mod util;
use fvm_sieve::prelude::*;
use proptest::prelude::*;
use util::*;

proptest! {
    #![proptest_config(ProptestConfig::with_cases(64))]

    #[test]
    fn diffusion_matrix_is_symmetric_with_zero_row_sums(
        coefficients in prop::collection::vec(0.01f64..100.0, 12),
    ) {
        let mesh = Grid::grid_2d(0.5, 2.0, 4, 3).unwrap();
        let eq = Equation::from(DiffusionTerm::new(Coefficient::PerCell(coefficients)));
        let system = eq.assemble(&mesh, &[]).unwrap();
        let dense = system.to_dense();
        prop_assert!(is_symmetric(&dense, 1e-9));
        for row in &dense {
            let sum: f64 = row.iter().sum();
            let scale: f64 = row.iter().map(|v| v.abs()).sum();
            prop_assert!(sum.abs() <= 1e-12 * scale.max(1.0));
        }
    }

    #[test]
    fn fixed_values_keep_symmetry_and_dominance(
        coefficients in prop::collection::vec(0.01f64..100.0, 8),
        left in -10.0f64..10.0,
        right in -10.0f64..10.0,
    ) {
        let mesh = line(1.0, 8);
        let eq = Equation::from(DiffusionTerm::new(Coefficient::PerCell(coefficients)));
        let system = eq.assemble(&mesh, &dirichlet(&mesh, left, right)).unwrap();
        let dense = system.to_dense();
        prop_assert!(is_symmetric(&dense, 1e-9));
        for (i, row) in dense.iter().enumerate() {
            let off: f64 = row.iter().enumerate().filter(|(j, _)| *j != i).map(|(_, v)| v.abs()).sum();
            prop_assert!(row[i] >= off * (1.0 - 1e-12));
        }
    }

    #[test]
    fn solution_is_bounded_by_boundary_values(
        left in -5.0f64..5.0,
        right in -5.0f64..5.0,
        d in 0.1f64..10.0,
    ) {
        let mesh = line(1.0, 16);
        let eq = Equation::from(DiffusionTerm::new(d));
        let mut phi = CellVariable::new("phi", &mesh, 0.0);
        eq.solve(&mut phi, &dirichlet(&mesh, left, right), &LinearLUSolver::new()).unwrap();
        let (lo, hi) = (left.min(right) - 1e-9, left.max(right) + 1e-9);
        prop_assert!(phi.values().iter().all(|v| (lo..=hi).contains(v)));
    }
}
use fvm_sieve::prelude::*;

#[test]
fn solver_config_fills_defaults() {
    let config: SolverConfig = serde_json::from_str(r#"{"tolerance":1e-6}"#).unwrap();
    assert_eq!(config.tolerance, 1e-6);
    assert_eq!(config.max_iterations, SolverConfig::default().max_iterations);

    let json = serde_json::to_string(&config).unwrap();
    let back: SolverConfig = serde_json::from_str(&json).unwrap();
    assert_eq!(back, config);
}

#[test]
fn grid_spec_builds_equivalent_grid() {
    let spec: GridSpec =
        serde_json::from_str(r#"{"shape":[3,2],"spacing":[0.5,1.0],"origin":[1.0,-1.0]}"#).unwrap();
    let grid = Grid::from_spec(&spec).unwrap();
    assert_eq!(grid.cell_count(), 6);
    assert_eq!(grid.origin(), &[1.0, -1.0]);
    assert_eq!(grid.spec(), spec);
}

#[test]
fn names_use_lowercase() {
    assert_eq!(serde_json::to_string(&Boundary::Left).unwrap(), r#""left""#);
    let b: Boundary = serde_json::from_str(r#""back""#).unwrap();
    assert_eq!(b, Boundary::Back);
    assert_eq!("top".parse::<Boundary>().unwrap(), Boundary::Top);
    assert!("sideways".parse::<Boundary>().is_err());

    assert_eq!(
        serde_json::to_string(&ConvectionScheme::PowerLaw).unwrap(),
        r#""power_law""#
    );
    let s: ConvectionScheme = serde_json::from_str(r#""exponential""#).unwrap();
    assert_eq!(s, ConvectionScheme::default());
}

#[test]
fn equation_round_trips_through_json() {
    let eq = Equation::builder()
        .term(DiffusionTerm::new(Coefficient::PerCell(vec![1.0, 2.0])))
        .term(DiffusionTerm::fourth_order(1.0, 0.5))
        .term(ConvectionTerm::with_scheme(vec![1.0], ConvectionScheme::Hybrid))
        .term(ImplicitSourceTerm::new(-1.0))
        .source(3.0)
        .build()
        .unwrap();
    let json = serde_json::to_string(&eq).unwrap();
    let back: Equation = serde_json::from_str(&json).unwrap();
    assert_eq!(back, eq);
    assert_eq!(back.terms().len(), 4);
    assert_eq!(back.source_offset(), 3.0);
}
__________
• **How to complete this task**
Determine how many lines of the entries contain the string "system", and reply with nothing but the number.

• **Solution below**
4